## Problem to solve
Reply only with how many lines of the listing below hold the word "name".

··· Entries shown

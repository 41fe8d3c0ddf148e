//! Donut chart engine
//!
//! Segments run clockwise from 12 o'clock, sorted by descending value.
//! Each segment's start is the cumulative proportion of the segments before
//! it, its sweep its own proportion of the full turn.

use crate::{
    chartkit::{clock_angle, format_percentage, format_value, polar, ring_segment_path, TextAnchor},
    segment::{active_items, proportion, sort_descending, Segregation, Totals},
    DrawingArea,
};
use std::f64::consts::TAU;
use viz_core::{DatasetItem, DonutConfig};

/// Labels within this distance of the centerline are centered
const ANCHOR_TOLERANCE: f64 = 4.0;

/// Vertical shift applied to labels near the top or bottom of the ring
const LABEL_NUDGE: f64 = 12.0;

/// Share of the label radius past which a label counts as top/bottom extreme
const EXTREME_RATIO: f64 = 0.85;

/// Data label outside the ring
#[derive(Debug, Clone, PartialEq)]
pub struct ArcLabel {
    pub x: f64,
    pub y: f64,
    pub anchor: TextAnchor,
    /// Point on the outer edge the label refers to
    pub marker: (f64, f64),
    pub text: String,
}

/// One donut segment
#[derive(Debug, Clone, PartialEq)]
pub struct DonutArc {
    /// Index in the dataset
    pub index: usize,
    pub dataset_id: String,
    pub name: String,
    pub color: String,
    pub value: f64,
    pub proportion: f64,
    /// Screen angle of the segment start
    pub start_angle: f64,
    pub sweep: f64,
    pub path: String,
    pub label: Option<ArcLabel>,
}

impl DonutArc {
    /// Screen angle of the bisector
    pub fn mid_angle(&self) -> f64 {
        self.start_angle + self.sweep / 2.0
    }
}

#[derive(Debug, Clone, PartialEq)]
pub struct DonutModel {
    pub arcs: Vec<DonutArc>,
    pub totals: Totals,
    pub center: (f64, f64),
    pub outer_radius: f64,
    pub inner_radius: f64,
    pub area: DrawingArea,
}

impl DonutModel {
    pub fn proportions(&self) -> Vec<f64> {
        self.arcs.iter().map(|arc| arc.proportion).collect()
    }
}

/// Lay out donut segments over the active items
pub fn build_donut(
    items: &[DatasetItem],
    segregated: &Segregation,
    area: &DrawingArea,
    config: &DonutConfig,
) -> DonutModel {
    let mut active = active_items(items, segregated);
    sort_descending(&mut active);

    let totals = Totals::of(active.iter().map(|(_, item)| item.total()));
    let center = (area.center_x, area.center_y);
    let outer_radius = (area.width.min(area.height) / 2.0).max(0.0);
    let inner_radius = (outer_radius - config.arc_width).max(0.0);

    let mut arcs = Vec::with_capacity(active.len());
    let mut cumulative = 0.0;

    for (index, item) in active {
        let value = item.total();
        let share = proportion(value, totals.total);
        if !share.is_finite() || share <= 0.0 {
            continue;
        }

        let start_angle = clock_angle(cumulative * TAU);
        let sweep = share * TAU;
        cumulative += share;

        let path = ring_segment_path(center.0, center.1, outer_radius, inner_radius, start_angle, sweep);
        let label = config
            .show_data_labels
            .then(|| arc_label(center, outer_radius, start_angle + sweep / 2.0, share, config))
            .flatten();

        arcs.push(DonutArc {
            index,
            dataset_id: item.dataset_id.clone(),
            name: item.name.clone(),
            color: item.color.clone(),
            value,
            proportion: share,
            start_angle,
            sweep,
            path,
            label,
        });
    }

    tracing::trace!("donut layout: {} arcs, total {}", arcs.len(), totals.total);

    DonutModel {
        arcs,
        totals,
        center,
        outer_radius,
        inner_radius,
        area: *area,
    }
}

/// Label on the bisector, hidden under the configured percentage
fn arc_label(
    center: (f64, f64),
    outer_radius: f64,
    mid_angle: f64,
    share: f64,
    config: &DonutConfig,
) -> Option<ArcLabel> {
    if share * 100.0 < config.hide_label_under {
        return None;
    }

    let radius = outer_radius + config.label_offset;
    let (x, y) = polar(center.0, center.1, radius, mid_angle);
    let marker = polar(center.0, center.1, outer_radius, mid_angle);

    let nudge = if y < center.1 - radius * EXTREME_RATIO {
        -LABEL_NUDGE
    } else if y > center.1 + radius * EXTREME_RATIO {
        LABEL_NUDGE
    } else {
        0.0
    };

    Some(ArcLabel {
        x,
        y: y + nudge,
        anchor: TextAnchor::around(x, center.0, ANCHOR_TOLERANCE),
        marker,
        text: format_percentage(share, config.rounding_percentage),
    })
}

/// Text for the donut hole: total and/or average
pub fn center_lines(model: &DonutModel, config: &DonutConfig) -> Vec<String> {
    let mut lines = Vec::new();
    if config.show_total {
        lines.push(format!("Total: {}", format_value(model.totals.total, config.rounding_value)));
    }
    if config.show_average {
        lines.push(format!("Average: {}", format_value(model.totals.average, config.rounding_value)));
    }
    lines
}

#[cfg(test)]
mod tests {
    use super::*;
    use proptest::prelude::*;
    use serde_json::json;
    use std::f64::consts::PI;
    use viz_core::{colors, dataset::normalize};

    fn area() -> DrawingArea {
        DrawingArea::compute(512.0, 512.0, &viz_core::Padding::uniform(64.0))
    }

    #[test]
    fn test_thirty_seventy_scenario() {
        let palette = colors::default_palette();
        let items = normalize(&json!([{ "value": 30 }, { "value": 70 }]), &palette);
        assert_eq!(items[0].color, palette[0]);
        assert_eq!(items[1].color, palette[1]);

        let model = build_donut(&items, &Segregation::new(), &area(), &DonutConfig::default());
        assert_eq!(model.totals.total, 100.0);
        assert_eq!(model.totals.average, 50.0);

        // Sorted descending: 70 first
        assert_eq!(model.arcs[0].index, 1);
        assert!((model.arcs[0].proportion - 0.7).abs() < 1e-12);
        assert!((model.arcs[1].proportion - 0.3).abs() < 1e-12);
    }

    #[test]
    fn test_angles_start_at_twelve_and_accumulate() {
        let items = normalize(&json!([{ "value": 1 }, { "value": 1 }]), &[]);
        let model = build_donut(&items, &Segregation::new(), &area(), &DonutConfig::default());

        assert!((model.arcs[0].start_angle - (-PI / 2.0)).abs() < 1e-12);
        assert!((model.arcs[0].sweep - PI).abs() < 1e-12);
        assert!((model.arcs[1].start_angle - PI / 2.0).abs() < 1e-12);
    }

    #[test]
    fn test_single_segment_is_full_ring() {
        let items = normalize(&json!([{ "value": 5 }]), &[]);
        let model = build_donut(&items, &Segregation::new(), &area(), &DonutConfig::default());
        assert_eq!(model.arcs.len(), 1);
        assert_eq!(model.arcs[0].path.matches('A').count(), 4);
    }

    #[test]
    fn test_label_anchor_and_threshold() {
        let items = normalize(&json!([{ "value": 98 }, { "value": 2 }]), &[]);
        let model = build_donut(&items, &Segregation::new(), &area(), &DonutConfig::default());

        // 98% bisector sits just right of 6 o'clock
        let big = model.arcs[0].label.as_ref().unwrap();
        assert_eq!(big.anchor, TextAnchor::Start);
        assert!(big.y > model.center.1);
        assert_eq!(big.text, "98%");

        // 2% is under the default 3% threshold
        assert!(model.arcs[1].label.is_none());
    }

    #[test]
    fn test_bottom_label_is_nudged_down() {
        let items = normalize(&json!([{ "value": 1 }]), &[]);
        let model = build_donut(&items, &Segregation::new(), &area(), &DonutConfig::default());
        // Full ring bisector sits at 6 o'clock
        let label = model.arcs[0].label.as_ref().unwrap();
        assert!(label.y > model.center.1 + model.outer_radius + DonutConfig::default().label_offset);
        assert_eq!(label.anchor, TextAnchor::Middle);
    }

    #[test]
    fn test_zero_total_renders_placeholder() {
        let items = normalize(&json!([{ "value": 0 }, { "value": 0 }]), &[]);
        let config = DonutConfig {
            show_average: true,
            ..Default::default()
        };
        let model = build_donut(&items, &Segregation::new(), &area(), &config);
        assert!(model.arcs.is_empty());
        assert_eq!(center_lines(&model, &config), vec!["Total: 0", "Average: 0"]);

        let empty = build_donut(&[], &Segregation::new(), &area(), &config);
        assert_eq!(center_lines(&empty, &config), vec!["Total: 0", "Average: -"]);
    }

    #[test]
    fn test_segregated_items_leave_totals() {
        let items = normalize(&json!([{ "value": 30 }, { "value": 70 }]), &[]);
        let mut seg = Segregation::new();
        seg.toggle(&items[1].dataset_id);
        let model = build_donut(&items, &seg, &area(), &DonutConfig::default());
        assert_eq!(model.totals.total, 30.0);
        assert_eq!(model.arcs.len(), 1);
        assert_eq!(model.arcs[0].proportion, 1.0);

        seg.toggle(&items[1].dataset_id);
        let restored = build_donut(&items, &seg, &area(), &DonutConfig::default());
        assert_eq!(restored.totals.total, 100.0);
        assert_eq!(restored.totals.average, 50.0);
    }

    proptest! {
        #[test]
        fn prop_donut_proportions_sum_to_one(values in prop::collection::vec(0.01f64..1e6, 1..24)) {
            let data = serde_json::Value::Array(values.iter().map(|v| json!({ "value": v })).collect());
            let items = normalize(&data, &[]);
            let model = build_donut(&items, &Segregation::new(), &area(), &DonutConfig::default());
            let sum: f64 = model.proportions().iter().sum();
            prop_assert!((sum - 1.0).abs() < 1e-9);
        }
    }
}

······

## Written solution
2